Monday, April 27, 2009

Fries With That App?

My husband and I were musing, as we drove past a White Castle round about lunchtime, about the inverse correlation within a culture between the average body size of its citizenry and the availability of high quality food. In Paris, I don't recall seeing any overweight locals. I also didn't see diet aids or artificial sweeteners. Contrast most of the US: unprecedented numbers of obese children, a wide selection of no-cal sweeteners on every restaurant table, which is sized amply to receive the family-sized platters each brimming with what passes for a single serving. The only conclusion we could draw is that poorer quality food doesn't satisfy, so people eat more, hoping that they will eventually feel sated.

Returning to my desk, I was delighted to find Philippe Winthrop's posting, "Apple Is The New McDonald's." He's commenting on Apple's AppStore selling its one billionth app, and asking his readers to consider the relative values of quantity and quality in technology applications. There are a couple angles here - the control inherent to Apple's business model vs the democratization inherent to the AppStore model is an interesting one, but I'm interested today in the cultural phenomenon of the 'app.' The $0.99 application is to software development what YouTube is to film making or what Twitter is to Dinner with Andre. Or, what chicken nuggets are to coq au vin. With a steady diet of fast-food technology, the consumer starts to think it's the real thing, and the real thing is seen as elitist and over-priced.

Increasingly, software is seen as something that can be hacked out by teenagers who cut and paste code very quickly and very cheaply. It is seen as ubiquitous -- if the last app crashed, there's lots to choose from - download another! User expectations fall with the standards. Originally conceived as a means to protect the robustness of systems while extending their flexibility, apps are clogging telecom arteries and bloating systems while weakening them.

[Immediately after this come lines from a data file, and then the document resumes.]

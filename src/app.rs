// SPDX-License-Identifier: MPL-2.0

use crate::config::Config;
use crate::fl;
use crate::pages;
use crate::pages::picker::{PickerMsg, PickerState};
use crate::palette::PaletteKind;
use crate::widgets::search_select::SearchSelectMessage;
use cosmic::app::context_drawer;
use cosmic::cosmic_config::{self, CosmicConfigEntry};
use cosmic::iced::event::Status;
use cosmic::iced::{mouse, touch, Event, Length, Subscription};
use cosmic::prelude::*;
use cosmic::widget::{self, about::About, icon, menu, nav_bar};
use std::collections::HashMap;

const REPOSITORY: &str = env!("CARGO_PKG_REPOSITORY");
const APP_ICON: &[u8] = include_bytes!("../resources/icons/hicolor/scalable/apps/icon.svg");

/// The application model stores app-specific state used to describe its interface and
/// drive its logic.
pub struct AppModel {
    /// Application state which is managed by the COSMIC runtime.
    core: cosmic::Core,
    /// Display a context drawer with the designated page if defined.
    context_page: ContextPage,
    /// The about page for this app.
    about: About,
    /// Contains items assigned to the nav bar panel.
    nav: nav_bar::Model,
    /// Key bindings for the application's menu bar.
    key_binds: HashMap<menu::KeyBind, MenuAction>,
    /// Configuration data that persists between application runs.
    pub config: Config,
    /// Cosmic config context for saving
    config_context: Option<cosmic_config::Config>,

    // === App-specific state ===
    /// Picker page state
    pub picker: PickerState,
    /// Active notifications to display
    pub notifications: Vec<Notification>,
    /// Counter for generating unique notification IDs
    pub notification_id_counter: u32,
}

/// Notification level/type
#[derive(Debug, Clone, Copy, PartialEq)]
pub enum NotificationLevel {
    #[allow(dead_code)]
    Info,
    Success,
    #[allow(dead_code)]
    Warning,
    Error,
}

/// A notification message to display to the user
#[derive(Debug, Clone)]
pub struct Notification {
    pub id: u32,
    pub level: NotificationLevel,
    pub title: String,
    pub message: String,
}

/// Messages emitted by the application and its widgets.
#[derive(Debug, Clone)]
pub enum Message {
    // Navigation & UI
    LaunchUrl(String),
    ToggleContextPage(ContextPage),
    UpdateConfig(Config),

    // Settings
    PaletteSelected(usize),
    ShowValuesChanged(bool),

    // Notifications
    AddNotification(NotificationLevel, String, String),
    DismissNotification(u32),
    CopyNotification(u32),

    // Picker
    Picker(PickerMsg),
}

/// Create a COSMIC application from the app model
impl cosmic::Application for AppModel {
    /// The async executor that will be used to run your application's commands.
    type Executor = cosmic::executor::Default;

    /// Data that your application receives to its init method.
    type Flags = ();

    /// Messages which the application and its widgets will emit.
    type Message = Message;

    /// Unique identifier in RDNN (reverse domain name notation) format.
    const APP_ID: &'static str = "dev.ossian.Swatch";

    fn core(&self) -> &cosmic::Core {
        &self.core
    }

    fn core_mut(&mut self) -> &mut cosmic::Core {
        &mut self.core
    }

    /// Initializes the application with any given flags and startup commands.
    fn init(
        core: cosmic::Core,
        _flags: Self::Flags,
    ) -> (Self, Task<cosmic::Action<Self::Message>>) {
        // Create a nav bar with two pages: Picker and Settings
        let mut nav = nav_bar::Model::default();

        nav.insert()
            .text(fl!("picker"))
            .data::<Page>(Page::Picker)
            .icon(icon::from_name("applications-graphics-symbolic"))
            .activate();

        nav.insert()
            .text(fl!("settings"))
            .data::<Page>(Page::Settings)
            .icon(icon::from_name("preferences-system-symbolic"));

        // Create the about widget
        let about = About::default()
            .name(fl!("app-title"))
            .icon(widget::icon::from_svg_bytes(APP_ICON))
            .version(env!("CARGO_PKG_VERSION"))
            .links([(fl!("repository"), REPOSITORY)])
            .license(env!("CARGO_PKG_LICENSE"));

        // Load configuration
        let config_context = cosmic_config::Config::new(Self::APP_ID, Config::VERSION).ok();
        let config = config_context
            .as_ref()
            .map(|context| match Config::get_entry(context) {
                Ok(config) => config,
                Err((_errors, config)) => config,
            })
            .unwrap_or_default();

        // Build the picker over the configured palette
        let picker = PickerState::new(config.palette);

        // Construct the app model with the runtime's core.
        let mut app = AppModel {
            core,
            context_page: ContextPage::default(),
            about,
            nav,
            key_binds: HashMap::new(),
            config,
            config_context,
            picker,
            notifications: Vec::new(),
            notification_id_counter: 0,
        };

        // Create a startup command that sets the window title.
        let command = app.update_title();

        (app, command)
    }

    /// Elements to pack at the start of the header bar.
    fn header_start(&self) -> Vec<Element<'_, Self::Message>> {
        let menu_bar = menu::bar(vec![menu::Tree::with_children(
            menu::root(fl!("view")).apply(Element::from),
            menu::items(
                &self.key_binds,
                vec![menu::Item::Button(fl!("about"), None, MenuAction::About)],
            ),
        )]);

        vec![menu_bar.into()]
    }

    /// Enables the COSMIC application to create a nav bar with this model.
    fn nav_model(&self) -> Option<&nav_bar::Model> {
        Some(&self.nav)
    }

    /// Display a context drawer if the context page is requested.
    fn context_drawer(&self) -> Option<context_drawer::ContextDrawer<'_, Self::Message>> {
        if !self.core.window.show_context {
            return None;
        }

        Some(match &self.context_page {
            ContextPage::About => context_drawer::about(
                &self.about,
                |url| Message::LaunchUrl(url.to_string()),
                Message::ToggleContextPage(ContextPage::About.clone()),
            ),
        })
    }

    /// Describes the interface based on the current state of the application model.
    fn view(&self) -> Element<'_, Self::Message> {
        let space_s = cosmic::theme::spacing().space_s;
        let space_m = cosmic::theme::spacing().space_m;

        let page_content: Element<_> = match self.nav.active_data::<Page>().unwrap_or(&Page::Picker)
        {
            Page::Picker => pages::picker::view(
                &self.picker,
                Message::Picker,
                self.config.show_values,
                space_s,
                space_m,
            ),
            Page::Settings => pages::settings::view(self, space_s, space_m),
        };

        // Build view with notifications at the top if any
        let mut content_column = widget::column::with_capacity(2);

        // Add notifications section if there are any
        if !self.notifications.is_empty() {
            let notifications_row = widget::row::with_children(
                self.notifications
                    .iter()
                    .map(|n| pages::widgets::notification_toast(n)),
            )
            .spacing(space_s);
            content_column = content_column.push(notifications_row);
        }

        content_column = content_column.push(page_content);

        widget::container(content_column)
            .width(Length::Fill)
            .height(Length::Fill)
            .padding(space_m)
            .into()
    }

    /// Register subscriptions for this application.
    fn subscription(&self) -> Subscription<Self::Message> {
        Subscription::batch(vec![
            // Watch for application configuration changes.
            self.core()
                .watch_config::<Config>(Self::APP_ID)
                .map(|update| Message::UpdateConfig(update.config)),
            // Close the picker's option list on presses outside of it.
            cosmic::iced::event::listen_with(dismiss_on_outside_press),
        ])
    }

    /// Handles messages emitted by the application and its widgets.
    fn update(&mut self, message: Self::Message) -> Task<cosmic::Action<Self::Message>> {
        match message {
            Message::ToggleContextPage(context_page) => {
                if self.context_page == context_page {
                    self.core.window.show_context = !self.core.window.show_context;
                } else {
                    self.context_page = context_page;
                    self.core.window.show_context = true;
                }
            }

            Message::UpdateConfig(config) => {
                if config.palette != self.config.palette {
                    self.picker.set_palette(config.palette);
                }
                self.config = config;
            }

            Message::LaunchUrl(url) => match open::that_detached(&url) {
                Ok(()) => {}
                Err(err) => {
                    log::warn!("failed to open {url:?}: {err}");
                }
            },

            // Settings
            Message::PaletteSelected(index) => {
                if let Some(palette) = PaletteKind::all().get(index).copied() {
                    if palette != self.config.palette {
                        self.config.palette = palette;
                        self.picker.set_palette(palette);
                        return self.save_config();
                    }
                }
            }

            Message::ShowValuesChanged(show_values) => {
                if self.config.show_values != show_values {
                    self.config.show_values = show_values;
                    return self.save_config();
                }
            }

            // Notifications
            Message::AddNotification(level, title, message) => {
                self.notification_id_counter += 1;
                self.notifications.push(Notification {
                    id: self.notification_id_counter,
                    level,
                    title,
                    message,
                });
            }

            Message::DismissNotification(id) => {
                self.notifications.retain(|n| n.id != id);
            }

            Message::CopyNotification(id) => {
                if let Some(notification) = self.notifications.iter().find(|n| n.id == id) {
                    let text = format!("{}: {}", notification.title, notification.message);
                    return cosmic::task::future(async move {
                        if let Ok(mut clipboard) = arboard::Clipboard::new() {
                            let _ = clipboard.set_text(&text);
                        }
                        cosmic::Action::App(Message::AddNotification(
                            NotificationLevel::Success,
                            fl!("notification-copied"),
                            String::new(),
                        ))
                    });
                }
            }

            // Picker
            Message::Picker(picker_msg) => {
                return self.handle_picker_message(picker_msg);
            }
        }
        Task::none()
    }

    /// Called when a nav item is selected.
    fn on_nav_select(&mut self, id: nav_bar::Id) -> Task<cosmic::Action<Self::Message>> {
        self.nav.activate(id);
        self.update_title()
    }
}

impl AppModel {
    /// Updates the header and window titles.
    pub fn update_title(&mut self) -> Task<cosmic::Action<Message>> {
        let mut window_title = fl!("app-title");

        if let Some(page) = self.nav.text(self.nav.active()) {
            window_title.push_str(" — ");
            window_title.push_str(page);
        }

        if let Some(id) = self.core.main_window_id() {
            self.set_window_title(window_title, id)
        } else {
            Task::none()
        }
    }

    /// Writes the configuration entry, reporting a failure as a notification.
    fn save_config(&mut self) -> Task<cosmic::Action<Message>> {
        if let Some(ref context) = self.config_context {
            if let Err(e) = self.config.write_entry(context) {
                log::warn!("failed to save config: {e}");
                return self.update(Message::AddNotification(
                    NotificationLevel::Error,
                    fl!("error"),
                    format!("{}: {e}", fl!("config-save-failed")),
                ));
            }
        }
        Task::none()
    }

    /// Handles picker page messages.
    fn handle_picker_message(&mut self, msg: PickerMsg) -> Task<cosmic::Action<Message>> {
        match msg {
            PickerMsg::Select(select_msg) => {
                // The returned value is the one committed selection for this
                // interaction; record and announce it.
                if let Some(value) = self.picker.select.apply(select_msg) {
                    log::info!("selected color: {value}");
                    self.picker.record_pick(value.clone());
                    return self.update(Message::AddNotification(
                        NotificationLevel::Success,
                        fl!("color-picked"),
                        value,
                    ));
                }
            }

            PickerMsg::CopyLastPick => {
                if let Some(value) = self.picker.last_pick() {
                    let text = value.to_string();
                    return cosmic::task::future(async move {
                        if let Ok(mut clipboard) = arboard::Clipboard::new() {
                            let _ = clipboard.set_text(&text);
                        }
                        cosmic::Action::App(Message::AddNotification(
                            NotificationLevel::Success,
                            fl!("pick-copied"),
                            String::new(),
                        ))
                    });
                }
            }

            PickerMsg::ClearHistory => {
                self.picker.history.clear();
            }
        }

        Task::none()
    }
}

/// Closes the picker's option list when a press lands on no interactive
/// element at all. Presses inside the widget are claimed by its input, rows,
/// and region and never reach this listener with an ignored status.
fn dismiss_on_outside_press(
    event: Event,
    status: Status,
    _window: cosmic::iced::window::Id,
) -> Option<Message> {
    if !matches!(status, Status::Ignored) {
        return None;
    }

    match event {
        Event::Mouse(mouse::Event::ButtonPressed(_))
        | Event::Touch(touch::Event::FingerPressed { .. }) => {
            Some(Message::Picker(PickerMsg::Select(
                SearchSelectMessage::Dismiss,
            )))
        }
        _ => None,
    }
}

/// The page to display in the application.
#[derive(Debug, Clone, Copy, PartialEq, Eq, Default)]
pub enum Page {
    #[default]
    Picker,
    Settings,
}

/// The context page to display in the context drawer.
#[derive(Clone, Debug, Default, Eq, PartialEq)]
pub enum ContextPage {
    #[default]
    About,
}

#[derive(Clone, Copy, Debug, Eq, PartialEq)]
pub enum MenuAction {
    About,
}

impl menu::action::MenuAction for MenuAction {
    type Message = Message;

    fn message(&self) -> Self::Message {
        match self {
            MenuAction::About => Message::ToggleContextPage(ContextPage::About),
        }
    }
}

Making good software is hard. Every hacker with an SDK can't do it well. Even best-in-class developers do their best work working within the rules of a professional technology organization, where they are accountable for creating software that
innovatively meets users' needs while ensuring stability not only of its system but also the systems it is designed to interface. Yet, that's not the answer anyone wants to hear these days. Cheaper, faster, cuter -- that's what the market wants to hear. Oh yeah, and if it has a half-life of about 3 days -- all the better. There's always more to choose from. Hungry yet?

1 comment:

Anonymous said...

Great post. It really gets to the heart of the issue and frames it in terms of a wider behavioral phenomenon, which is something the software world could use more of - a wider view of where all this stuff is going and why. I remember when the apps for phones (PDAs, back then) first started coming out. I have some on my phone now and while not all of them enhance productivity most of them do in one way or another. I remember then the floodgates opening as the phones got better and the screens got cooler. Hundreds and thousands of apps but very little real variety. Like burger meat being squished out of a tube onto a sizzling, greasy grill. Pickles with that? Mustard? Onions? Sure, but they're all just sitting there on top of the same greasy slab of half-burned meat and nested in a mass-produced bun pretending to be bread. I like a good burger the same as the next person...well, maybe not quite as much...but I have to wonder about the substance of what we're seeing thrown at the market. Does the fast food industry, through marketing and through delivery of lots of immediately available, relatively cheap calories, suppress the market for higher quality food? I think the answer is an unqualified yes. Is the same set of dynamics at work in the technology sector? I think probably so. I realize that there's an element of what could be called elitism in the mix here somewhere, but then too, the culture can't move from fast food dependence to some other model unless someone, people like Ms. D, point us and our thoughts in some other direction, away from the White Castle (sorry WC fans) and towards that fresh baguette with the little pat of fresh creamery butter, consumed on the way to the Muse d'Orsay, or, maybe, the gym.